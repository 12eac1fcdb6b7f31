use eframe::egui;
use pdf_crop::{CropOptions, PageSubset, PaneSource, SaveTarget, ViewMode, default_file_name};
use pdf_crop_runtime::{CropCommand, CropUpdate, DocumentId};
use std::path::{Path, PathBuf};
use tokio::sync::mpsc;

use crate::logger::AppLogger;
use crate::views::{
    MenuState, OpenDocument, PaneView, UiAction, show_log_window, show_menu_bar, show_pane,
    show_thumbnails, show_toolbar,
};

const APP_TITLE: &str = "Crop PDF";

#[derive(Clone)]
struct ProgressState {
    operation: String,
    current: usize,
    total: usize,
}

pub struct CropApp {
    command_tx: mpsc::UnboundedSender<CropCommand>,
    update_rx: mpsc::UnboundedReceiver<CropUpdate>,

    options: CropOptions,
    save_target: SaveTarget,
    logger: AppLogger,

    document: Option<OpenDocument>,
    status: String,
    progress: Option<ProgressState>,
    /// A mutating command is in flight
    busy: bool,

    show_log: bool,
    show_about: bool,
    /// The user already agreed to drop unsaved changes on exit
    allow_close: bool,

    _tokio_handle: tokio::runtime::Handle,
}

## Goal of the exercise
Find the string "tokio" in the material above. Then copy each line that has it.

## Reply
use tokio::sync::mpsc;
    _tokio_handle: tokio::runtime::Handle,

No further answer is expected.